Let $R$ be a commutative unitary ring and I and J be two maximal ideals of $R$ such that $I \neq J$ and $I \cap J = Re$ where $e \in R$ is idempotent.

Prove that $J \cap R(1 - e) \neq \{0\}$.

I have no clue. I tried to work by contradiction to make use of the second isomorphism theorem. I said that since $e$ is idempotent, $R = Re \oplus R(1 - e)$. Also $J + R(1-e)$ is an ideal of $R$ containing $J$ and $\neq J$ so $R = J \oplus R(1-e)$, so $J \cong Re = I \cap J$. I don't see how this can be made useful.

Help is much appreciated.

Answer 1

Because of $I\cap J = Re$, $I \neq J$, and $J$ maximal, we know that $Re \subsetneq J$. Let $\phi:R \to Re\oplus R(1-e)$ be the canonical isomorphism, and set $J' = \phi(J)$.

Take an element $(a, b) \in J'$ such that $b \neq 0$ (possible because $J \not \subseteq Re$). Because of $Re \subset J$, we also have $(a, 0)\in J'$, so $(a, b) - (a, 0) = (0, b) \in J'$. But $(0,b) \in \{0\}\oplus R(1-e)$, so $\phi^{-1}(0,b)$ is both an element of $J$ and of $R(1-e)$.

Answer 2

Assume the intersection to be zero.

We have

$$R/J = (J+R(1-e))/J \cong R(1-e)/(J \cap R(1-e)) = R(1-e) \cong R/Re,$$

but $Re = I \cap J$ is not maximal.

Answer 3

Maybe this is the most "down-to-earth" proof:

As $1-e \notin J$ and $J$ is maximal, we have some $r \in R$ with $1-r(1-e) \in J$. Multiply with $1-e$ to obtain $(1-r)(1-e) \in J$, hence $(1-r)(1-e) \in J \cap R(1-e)$.

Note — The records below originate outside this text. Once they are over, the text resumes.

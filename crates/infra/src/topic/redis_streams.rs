//! Redis Streams topic sink.
//!
//! Each publish is one `XADD <stream> * key <key> payload <json>`; Redis
//! confirms the write before `publish` returns, which is the ack the topic
//! producer commits its offset on. Consumers read the stream with their own
//! consumer groups; that side lives outside this crate.

use std::marker::PhantomData;
use std::sync::Arc;

use async_trait::async_trait;
use redis::aio::MultiplexedConnection;
use serde::Serialize;
use tokio::sync::Mutex;
use tracing::{instrument, warn};

use keel_events::{PublishError, TopicSink};

pub struct RedisStreamsSink<M> {
    client: Arc<redis::Client>,
    stream_key: String,
    /// Reused across publishes; dropped after a failed command so the next
    /// publish reconnects.
    connection: Mutex<Option<MultiplexedConnection>>,
    _message: PhantomData<fn(&M)>,
}

impl<M> std::fmt::Debug for RedisStreamsSink<M> {
    fn fmt(&self, f: &mut std::fmt::Formatter<'_>) -> std::fmt::Result {
        f.debug_struct("RedisStreamsSink")
            .field("stream_key", &self.stream_key)
            .finish()
    }
}

impl<M> RedisStreamsSink<M> {
    /// `redis_url` like `redis://localhost:6379`; the stream is created by
    /// the first XADD.
    pub fn new(redis_url: impl AsRef<str>, stream_key: impl Into<String>) -> Result<Self, PublishError> {
        let client =
            redis::Client::open(redis_url.as_ref()).map_err(|e| PublishError::Unavailable(e.to_string()))?;
        Ok(Self {
            client: Arc::new(client),
            stream_key: stream_key.into(),
            connection: Mutex::new(None),
            _message: PhantomData,
        })
    }

    pub fn stream_key(&self) -> &str {
        &self.stream_key
    }

    async fn connection(&self) -> Result<MultiplexedConnection, PublishError> {
        let mut cached = self.connection.lock().await;
        if let Some(conn) = cached.as_ref() {
            return Ok(conn.clone());
        }
        let conn = self
            .client
            .get_multiplexed_async_connection()
            .await
            .map_err(|e| PublishError::Unavailable(format!("connect failed: {e}")))?;
        *cached = Some(conn.clone());
        Ok(conn)
    }
}

#[async_trait]
impl<M> TopicSink<M> for RedisStreamsSink<M>
where
    M: Serialize + Send + Sync,
{
    #[instrument(skip(self, message), fields(stream_key = %self.stream_key), err)]
    async fn publish(&self, key: &str, message: &M) -> Result<(), PublishError> {
        let payload = serde_json::to_string(message).map_err(|e| PublishError::Serialization(e.to_string()))?;

        let mut conn = self.connection().await?;
        let added: Result<String, redis::RedisError> = redis::cmd("XADD")
            .arg(&self.stream_key)
            .arg("*")
            .arg("key")
            .arg(key)
            .arg("payload")
            .arg(&payload)
            .query_async(&mut conn)
            .await;

        match added {
            Ok(_id) => Ok(()),
            Err(err) => {
                if err.is_io_error() || err.is_connection_dropped() {
                    warn!(error = %err, "dropping redis connection");
                    *self.connection.lock().await = None;
                    Err(PublishError::Unavailable(format!("XADD failed: {err}")))
                } else {
                    Err(PublishError::Rejected(format!("XADD failed: {err}")))
                }
            }
        }
    }
}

If this element is non-zero, we are done. If it is zero, we have $1-r \in Ann(1-e)=Re$. Replace $r$ by $r+j$ for some $j \in J \setminus Re$. Then $1-(r+j) \notin Re=Ann(1-e)$, but we still have $(1-(r+j))(1-e) \in J$, so this is a non-zero element of the intersection.